학술논문

From Activity Recognition to Simulation: The Impact of Granularity on Production Models in Heavy Civil Engineering
Document Type
article
Source
Algorithms, Vol 16, Iss 4, p 212 (2023)
Subject
digital twin in construction
heavy civil engineering equipment
process reference model
discrete-event simulation
deep learning
activity recognition
Industrial engineering. Management engineering
T55.4-60.8
Electronic computers. Computer science
QA75.5-76.95
Language
English
ISSN
1999-4893
Abstract
As in manufacturing with its Industry 4.0 transformation, the enormous potential of artificial intelligence (AI) is also being recognized in the construction industry. Specifically, the equipment-intensive construction industry can benefit from using AI. AI applications can leverage the data recorded by the numerous sensors on machines and mirror them in a digital twin. Analyzing the digital twin can help optimize processes on the construction site and increase productivity. We present a case from special foundation engineering: the machine production of bored piles. We introduce a hierarchical classification for activity recognition and apply a hybrid deep learning model based on convolutional and recurrent neural networks.

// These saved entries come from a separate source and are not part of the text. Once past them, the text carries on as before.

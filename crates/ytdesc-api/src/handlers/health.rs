//! Health check handlers.

use axum::Json;
use chrono::Utc;
use serde::Serialize;

use crate::error::ApiError;

/// Health response.
#[derive(Serialize)]
pub struct HealthResponse {
    pub status: String,
    pub version: String,
    pub timestamp: String,
}

/// Health check endpoint (liveness probe).
pub async fn health() -> Json<HealthResponse> {
    Json(HealthResponse {
        status: "healthy".to_string(),
        version: env!("CARGO_PKG_VERSION").to_string(),
        timestamp: Utc::now().to_rfc3339(),
    })
}

/// Fallback for unknown routes.
pub async fn not_found() -> ApiError {
    ApiError::NotFound
}
//! Demo: video id extraction and link scanning
//!
//! Run with: cargo run -p ytdesc-models --example youtube_url_demo

use ytdesc_models::{extract_video_id, format_links_text, scan_links};

fn main() {
    let test_urls = [
        "https://www.youtube.com/watch?v=dQw4w9WgXcQ",
        "https://youtu.be/dQw4w9WgXcQ?t=30",
        "youtube.com/watch?v=dQw4w9WgXcQ&list=PLrAXtmRdnEQy",
        "https://www.youtube.com/embed?feature=oembed&v=dQw4w9WgXcQ",
        "https://www.youtube.com/shorts/abc123def45",
        "https://vimeo.com/123456789",
    ];

    for url in test_urls {
        match extract_video_id(url) {
            Ok(id) => println!("{:<60} -> {}", url, id),
            Err(e) => println!("{:<60} -> {}", url, e),
        }
    }

    let description = "Gear I use (https://shop.example.com/desk) and https://example.org/mic\n\
                       Sponsor: https://sponsor.example.com/?ref=yt";

    println!("\n{}", "=".repeat(60));
    println!("{}", format_links_text(&scan_links(description)));
}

Then, based on the results from the activity detection, we use discrete-event simulation to predict construction progress. We highlight the difficulty of defining the appropriate modeling granularity. While activity detection requires equipment movement, simulation requires knowledge of the production flow. Therefore, we present a flow-based production model that can be captured in a modularized process catalog. Overall, this paper aims to illustrate modeling using digital-twin technologies to increase construction process improvement in practice.